For anyone who hasn’t attended a WIGI conference, can you describe what the focus is, and what they would experience for attending a conference?
Each conference has a different focus and different speakers. Generally they start with an individual keynote speaker, and then expand on similar topics with panel discussions. There are also roundtable meetings where attendees get a chance to share with others with special interests.
There are a lot of different kinds of people at the conference—some industry veterans along with new people, those who are trying to get into the industry and students.
The WIGI conferences are a good place to network and be a part of current discussion about women, games and the future of the industry. It’s amazing to see all the experience and enthusiasm out there!
How did you get involved with Women in Games International?
I saw an announcement for the first WIGI conference in 2005 in GamaSutra Daily, but it was too far away for me to go. When I saw the GamaSutra announcement for the February 2006 San Francisco conference, I made special plans to attend from Los Angeles. I had just started my company a few months before, and I was looking to change my level of industry involvement and networking.
It may have been during the conference itself or perhaps shortly thereafter that I came up with the idea for an online community for women working in the video game industry. I thought it would be a great way to foster a strong group of people interested in building their careers and helping each other.
During the Microsoft Women in Games Night at GDC 2006, I approached some WIGI people about the idea. I had thought about starting the online community on my own, but I decided it would be better to pool my energy with others working toward supporting women in games.
I originally wanted to set up my own server for the community, modeling it off Linkedin. After looking around for awhile for software and such, I decided Linkedin already had what I needed, so I started the group on that site.

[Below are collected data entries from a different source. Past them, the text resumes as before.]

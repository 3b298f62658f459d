//! Declaration-level commonizers.
//!
//! Each entry point takes one declaration per target, in target order, and
//! returns the common declaration or `Ok(None)` when the targets disagree in
//! a way no relaxation covers. Functions and constructors may also need
//! their targets' parameter names rewritten; they return a [`Patched`]
//! result carrying that rewrite.

mod callable;
mod class;
mod constructor;
mod function;
mod property;
mod type_alias;
mod type_params;
mod value_params;

pub use class::commonize_class;
pub use constructor::commonize_constructor;
pub use function::commonize_function;
pub use property::commonize_property;
pub use type_alias::commonize_type_alias;
pub use type_params::commonize_type_parameters;
pub use value_params::{commonize_value_parameters, CommonValueParameters, ValueParameterNamesPatch};

/// A common declaration plus the rewrite its targets need.
#[derive(Clone, Debug, PartialEq, Eq)]
pub struct Patched<T> {
    pub declaration: T,
    pub names_patch: Option<ValueParameterNamesPatch>,
}

impl<T> Patched<T> {
    /// A declaration that needs no rewrite.
    pub fn unpatched(declaration: T) -> Self {
        Self {
            declaration,
            names_patch: None,
        }
    }

    pub fn map<U>(self, f: impl FnOnce(T) -> U) -> Patched<U> {
        Patched {
            declaration: f(self.declaration),
            names_patch: self.names_patch,
        }
    }
}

Once I had over 100 people in the Linkedin group and it was growing every day, I started thinking about other ways to facilitate community building. I hosted the first WIGI Community Mixer last November in Los Angeles, and momentum has been building ever since!
WIGI has brought a new perspective to character development in video games. It’s refreshing to see how the purpose isn’t about developing video games just for female gamers. Have there been any changes you have seen in game development from companies who have had their employee attend a WIGI conference?
I haven’t noticed any specific changes in game development, but I have seen larger discussion in industry journals about subjects from WIGI conferences. Many parts of the industry are thinking about these issues and looking to move our business into the future.
The issue of the significant minority of women in the game industry, as well as the industry in general still developing for and marketing to a small group of men has been in many peoples’ awareness for years. WIGI has shown that awareness coupled with a “yeah, that’s too bad” mentality is not enough to create change.
And, of course, the industry is lately waking up to the fact that there’s an untapped market of 90+ percent of people who aren’t buying games. It’s just a fact of business: if the video game industry does not expand its business model and continue to build new markets, somebody else will, and they probably won’t know what they’re doing.
WIGI has brought the conversation to a larger number of people and has helped grow awareness, which will mean a bigger industry for all of us in the coming years.